Dunning Golf has quickly become one of my top rated golf apparel makers. Since 2001 New York based Dunning has been making apparel “engineered for athletes, designed for players.” Every Dunning garment I’ve had the pleasure of reviewing has been made from the highest quality fabrics, features classy and timeless design, and performs flawlessly on or off the golf course. Today’s feature, the Stretch Jersey Button Down Polo is no exception.
Fantastic Collar – click to zoom
Stretch Jersey Button Down Polo Overview
The $89 Stretch Jersey Button Down Polo from Dunning Golf is a simple, yet very classy and stylish golf polo. The two-piece button-down collar keeps a fine shape and looks sharp on the course, or even when wearing a sport coat.

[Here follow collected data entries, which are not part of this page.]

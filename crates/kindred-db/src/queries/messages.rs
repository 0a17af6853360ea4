use std::collections::BTreeMap;

use anyhow::{Result, anyhow};
use rusqlite::TransactionBehavior;
use uuid::Uuid;

use kindred_types::lifecycle::MatchPhase;
use kindred_types::models::{Match, Message};

use super::matches::query_match;
use crate::Database;
use crate::models::{MessageRow, format_ts, now_ts};

#[derive(Debug)]
pub enum MessageInsert {
    Inserted { message: Message, record: Match },
    MatchNotFound,
    NotParticipant,
    /// The match is not confirmed, or a side has rejected.
    Closed,
}

impl Database {
    // -- Messages --

    /// Checks the match gate and inserts in the same transaction, so a
    /// concurrent rejection cannot slip a message into a closed match.
    pub fn insert_message_if_open(
        &self,
        match_id: Uuid,
        sender_id: Uuid,
        content: &str,
    ) -> Result<MessageInsert> {
        self.with_conn_mut(|conn| {
            let tx = conn.transaction_with_behavior(TransactionBehavior::Immediate)?;

            let Some(record) = query_match(&tx, match_id)? else {
                return Ok(MessageInsert::MatchNotFound);
            };
            if !record.involves(sender_id) {
                return Ok(MessageInsert::NotParticipant);
            }
            if !record.is_matched || record.phase() != MatchPhase::Confirmed {
                return Ok(MessageInsert::Closed);
            }

            let message = Message {
                id: Uuid::new_v4(),
                match_id,
                sender_id,
                content: content.to_string(),
                is_read: false,
                created_at: now_ts(),
            };

            tx.execute(
                "INSERT INTO messages (id, match_id, sender_id, content, is_read, created_at)
                 VALUES (?1, ?2, ?3, ?4, 0, ?5)",
                rusqlite::params![
                    message.id.to_string(),
                    match_id.to_string(),
                    sender_id.to_string(),
                    message.content,
                    format_ts(message.created_at),
                ],
            )?;
            tx.commit()?;

            Ok(MessageInsert::Inserted { message, record })
        })
    }

    /// Up to `limit` messages that come before the message `before` in
    /// (created_at, rowid) order, or the newest when `before` is `None`.
    /// Returned oldest first. A cursor that is not a message of this match
    /// yields an empty page.
    pub fn get_messages(
        &self,
        match_id: Uuid,
        limit: u32,
        before: Option<Uuid>,
    ) -> Result<Vec<Message>> {
        self.with_conn(|conn| {
            let mut stmt = conn.prepare(
                "SELECT id, match_id, sender_id, content, is_read, created_at
                 FROM messages
                 WHERE match_id = ?1
                   AND (?2 IS NULL OR (created_at, rowid) < (
                        SELECT created_at, rowid FROM messages
                        WHERE id = ?2 AND match_id = ?1))
                 ORDER BY created_at DESC, rowid DESC
                 LIMIT ?3",
            )?;

            let mut rows = stmt
                .query_map(
                    rusqlite::params![match_id.to_string(), before.map(|id| id.to_string()), limit],
                    |row| {
                        Ok(MessageRow {
                            id: row.get(0)?,
                            match_id: row.get(1)?,
                            sender_id: row.get(2)?,
                            content: row.get(3)?,
                            is_read: row.get(4)?,
                            created_at: row.get(5)?,
                        })
                    },
                )?
                .collect::<std::result::Result<Vec<_>, _>>()?;

            rows.reverse();
            rows.into_iter().map(Message::try_from).collect()
        })
    }

    /// Flips every unread message in the match not sent by `reader_id`.
    /// Returns the ids that changed.
    pub fn mark_messages_read(&self, match_id: Uuid, reader_id: Uuid) -> Result<Vec<Uuid>> {
        self.with_conn_mut(|conn| {
            let tx = conn.transaction_with_behavior(TransactionBehavior::Immediate)?;

            let ids = {
                let mut stmt = tx.prepare(
                    "SELECT id FROM messages
                     WHERE match_id = ?1 AND sender_id != ?2 AND is_read = 0
                     ORDER BY created_at, rowid",
                )?;
                stmt.query_map(
                    rusqlite::params![match_id.to_string(), reader_id.to_string()],
                    |row| row.get::<_, String>(0),
                )?
                .collect::<std::result::Result<Vec<_>, _>>()?
            };

            tx.execute(
                "UPDATE messages SET is_read = 1
                 WHERE match_id = ?1 AND sender_id != ?2 AND is_read = 0",
                rusqlite::params![match_id.to_string(), reader_id.to_string()],
            )?;
            tx.commit()?;

            ids.iter()
                .map(|raw| raw.parse::<Uuid>().map_err(|e| anyhow!("corrupt message id '{}': {}", raw, e)))
                .collect()
        })
    }

    /// Per match the user belongs to: unread messages sent by the other side.
    /// Matches with nothing unread are absent.
    pub fn unread_counts(&self, user_id: Uuid) -> Result<BTreeMap<Uuid, usize>> {
        self.with_conn(|conn| {
            let mut stmt = conn.prepare(
                "SELECT m.match_id, COUNT(*)
                 FROM messages m
                 JOIN matches x ON x.id = m.match_id
                 WHERE (x.user_a_id = ?1 OR x.user_b_id = ?1)
                   AND m.sender_id != ?1
                   AND m.is_read = 0
                 GROUP BY m.match_id",
            )?;

            let rows = stmt
                .query_map([user_id.to_string()], |row| {
                    Ok((row.get::<_, String>(0)?, row.get::<_, i64>(1)?))
                })?
                .collect::<std::result::Result<Vec<_>, _>>()?;

            rows.into_iter()
                .map(|(raw, count)| {
                    let id = raw
                        .parse::<Uuid>()
                        .map_err(|e| anyhow!("corrupt match id '{}': {}", raw, e))?;
                    Ok((id, count as usize))
                })
                .collect()
        })
    }
}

The luxurious fabric of this polo feels silky smooth to the touch like the finest cotton or silk, but performs like much more durable fabrics while resisting wrinkles.
The Stretch Jersey is made from 93% technical polyester and 7% spandex. These are fantastic fabrics for performance, breathability, and low maintenance.

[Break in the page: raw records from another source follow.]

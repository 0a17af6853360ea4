mod config;

use std::sync::Arc;

use axum::{
    Router,
    extract::{Query, State, WebSocketUpgrade},
    http::StatusCode,
    response::{IntoResponse, Response},
    routing::get,
};
use serde::Deserialize;
use tower_http::cors::CorsLayer;
use tower_http::trace::TraceLayer;
use tracing::{info, warn};

use kindred_api::AppStateInner;
use kindred_api::middleware::decode_claims;
use kindred_db::Database;
use kindred_engine::Engine;
use kindred_gateway::{Hub, connection};
use kindred_push::{ExpoPushGateway, NotificationDispatcher};

use crate::config::ServerConfig;

#[derive(Clone)]
struct GatewayState {
    hub: Hub,
    db: Arc<Database>,
    jwt_secret: Arc<str>,
}

#[derive(Debug, Deserialize)]
struct GatewayQuery {
    token: String,
}

#[tokio::main]
async fn main() -> anyhow::Result<()> {
    // Load .env if present
    let _ = dotenvy::dotenv();

    // Init logging
    tracing_subscriber::fmt()
        .with_env_filter(
            tracing_subscriber::EnvFilter::try_from_default_env()
                .unwrap_or_else(|_| "kindred=debug,tower_http=debug".into()),
        )
        .init();

    let config = ServerConfig::from_env()?;
    if config.service_key.is_none() {
        warn!("KINDRED_SERVICE_KEY unset: /internal routes will refuse every request");
    }

    // Init database
    let db = Arc::new(Database::open(&config.db_path)?);

    // Shared state
    let hub = Hub::new();
    let gateway = Arc::new(ExpoPushGateway::new(
        config.push_url.clone(),
        config.push_access_token.clone(),
    ));
    let dispatcher = NotificationDispatcher::new(db.clone(), gateway, hub.clone())
        .with_timeout(config.push_timeout);
    let engine = Engine::new(db.clone(), hub.clone(), config.engine)
        .with_notifier(dispatcher.clone());

    let app_state = Arc::new(AppStateInner {
        engine,
        dispatcher,
        jwt_secret: config.jwt_secret.clone(),
        service_key: config.service_key.clone(),
    });

    let ws_route = Router::new()
        .route("/gateway", get(ws_upgrade))
        .with_state(GatewayState {
            hub,
            db,
            jwt_secret: config.jwt_secret.as_str().into(),
        });

    let app = Router::new()
        .merge(kindred_api::router(app_state))
        .merge(ws_route)
        .route("/health", get(|| async { "ok" }))
        .layer(CorsLayer::permissive())
        .layer(TraceLayer::new_for_http());

    info!("Kindred server listening on {}", config.addr);
    info!(
        "Matching: top {} proposals, min score {}",
        config.engine.max_proposals, config.engine.min_score
    );

    let listener = tokio::net::TcpListener::bind(config.addr).await?;
    axum::serve(listener, app)
        .with_graceful_shutdown(shutdown_signal())
        .await?;

    Ok(())
}

/// Browsers cannot set headers on a WebSocket upgrade, so the JWT rides in
/// the query string and is checked before the upgrade completes.
async fn ws_upgrade(
    State(state): State<GatewayState>,
    Query(query): Query<GatewayQuery>,
    ws: WebSocketUpgrade,
) -> Response {
    let Some(claims) = decode_claims(&query.token, &state.jwt_secret) else {
        return StatusCode::UNAUTHORIZED.into_response();
    };

    ws.on_upgrade(move |socket| {
        connection::handle_connection(socket, state.hub, state.db, claims.sub)
    })
}

async fn shutdown_signal() {
    let ctrl_c = tokio::signal::ctrl_c();
    #[cfg(unix)]
    {
        match tokio::signal::unix::signal(tokio::signal::unix::SignalKind::terminate()) {
            Ok(mut sigterm) => {
                tokio::select! {
                    _ = ctrl_c => info!("Received Ctrl+C, shutting down..."),
                    _ = sigterm.recv() => info!("Received SIGTERM, shutting down..."),
                }
            }
            Err(e) => {
                warn!("SIGTERM handler unavailable ({}), waiting for Ctrl+C", e);
                ctrl_c.await.ok();
            }
        }
    }
    #[cfg(not(unix))]
    {
        ctrl_c.await.ok();
        info!("Received Ctrl+C, shutting down...");
    }
}
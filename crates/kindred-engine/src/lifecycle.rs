use tracing::info;
use uuid::Uuid;

use kindred_db::DecisionOutcome;
use kindred_push::NotificationRequest;
use kindred_types::events::ChangeEvent;
use kindred_types::lifecycle::Decision;
use kindred_types::models::Match;

use crate::{Engine, EngineError, EngineResult};

impl Engine {
    /// Records one side's accept or reject.
    ///
    /// The read-modify-write runs in a single immediate transaction, so two
    /// participants accepting at the same moment always end confirmed. The
    /// write that completes the handshake notifies both users.
    pub async fn decide(&self, match_id: Uuid, user_id: Uuid, accept: bool) -> EngineResult<Match> {
        let decision = Decision::from_accept(accept);
        let outcome = self
            .blocking(move |db| Ok(db.apply_decision(match_id, user_id, decision)?))
            .await?;

        let (record, transition) = match outcome {
            DecisionOutcome::Applied { record, transition } => (record, transition),
            DecisionOutcome::MatchNotFound => return Err(EngineError::NotFound("match")),
            DecisionOutcome::NotParticipant => return Err(EngineError::NotParticipant),
            DecisionOutcome::Refused(e) => return Err(e.into()),
        };

        if transition.changed {
            info!(
                "{} {:?} match {} -> {:?}",
                user_id,
                decision,
                match_id,
                record.phase()
            );
            self.hub.publish(ChangeEvent::MatchUpdated(record.clone()));
        }

        if transition.became_confirmed {
            for participant in [record.user_a_id, record.user_b_id] {
                self.notify(NotificationRequest::match_accepted(participant, record.id));
            }
        }

        Ok(record)
    }

    pub async fn matches_for(&self, user_id: Uuid) -> EngineResult<Vec<Match>> {
        self.blocking(move |db| Ok(db.matches_for_user(user_id)?)).await
    }

    /// The match, provided `user_id` is one of its two participants.
    pub async fn match_for_participant(&self, match_id: Uuid, user_id: Uuid) -> EngineResult<Match> {
        let record = self
            .blocking(move |db| db.get_match(match_id)?.ok_or(EngineError::NotFound("match")))
            .await?;
        if !record.involves(user_id) {
            return Err(EngineError::NotParticipant);
        }
        Ok(record)
    }
}
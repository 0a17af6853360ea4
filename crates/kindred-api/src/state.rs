use std::sync::Arc;

use tracing::error;

use kindred_db::Database;
use kindred_engine::Engine;
use kindred_push::NotificationDispatcher;

use crate::error::ApiError;

pub type AppState = Arc<AppStateInner>;

pub struct AppStateInner {
    pub engine: Engine,
    pub dispatcher: NotificationDispatcher,
    pub jwt_secret: String,
    /// Shared secret for `/internal/*`. Internal routes refuse everything
    /// when unset.
    pub service_key: Option<String>,
}

impl AppStateInner {
    /// Runs a direct storage call off the async runtime.
    pub async fn db<T, F>(&self, f: F) -> Result<T, ApiError>
    where
        F: FnOnce(&Database) -> anyhow::Result<T> + Send + 'static,
        T: Send + 'static,
    {
        let db = self.engine.db().clone();
        tokio::task::spawn_blocking(move || f(&db))
            .await
            .map_err(|e| {
                error!("spawn_blocking join error: {}", e);
                ApiError::Internal(anyhow::anyhow!("blocking task failed"))
            })?
            .map_err(ApiError::Internal)
    }
}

A wide variety of sizes is available in the Stretch Jersey: extra small, small, medium, large, extra-large, and double extra-large. I prefer a loose fit so the XL is great for me. Dunning suggests that those who like a cleaner fit simply choose one size smaller.
Three great and simple colors are offered in this polo: black, halo (dark blue), and gray (pictured).
Caring for the polo could not be easier. No dry cleaning. Simply machine wash in cold water with similar colors. No bleach or softeners. Softeners are most definitely not needed. Tumble dry low. If ncecessary, the garment can be ironed on low heat.
Dunning Golf Stretch Jersey Button Down Polo – click to zoom
On or Off the Course
I’ve tested the Stretch Jersey Button Down in a very wide variety of conditions, from scorching heat in Arizona to cool temperatures in the northern mountains of Utah. In all conditions the comfort, breathability, and performance are flawless.
During the golf swing the polo performs perfectly, not impeding the swing keeping its form and fit throughout.
This past weekend the polo showed its versatility. It was Easter, and I snuck out for a round of 18 holes before the big family Easter festivities and dinner. I had a 10 minute window between putting out on the 18th hole and arriving nearby at the festivities. I figured the perfect apparel choice was the Stretch Jersey as it was great for golf, and very sharp and classy for a nice family celebration. Perfectly played on my part. I only wish my golf game that day matched my apparel scripting skills.
Five keys to great golf apparel are in order: performance, comfort, style, low maintenance, breathability. In all five of these areas the Dunning Golf Stretch Jersey Button Down Polo is off the charts.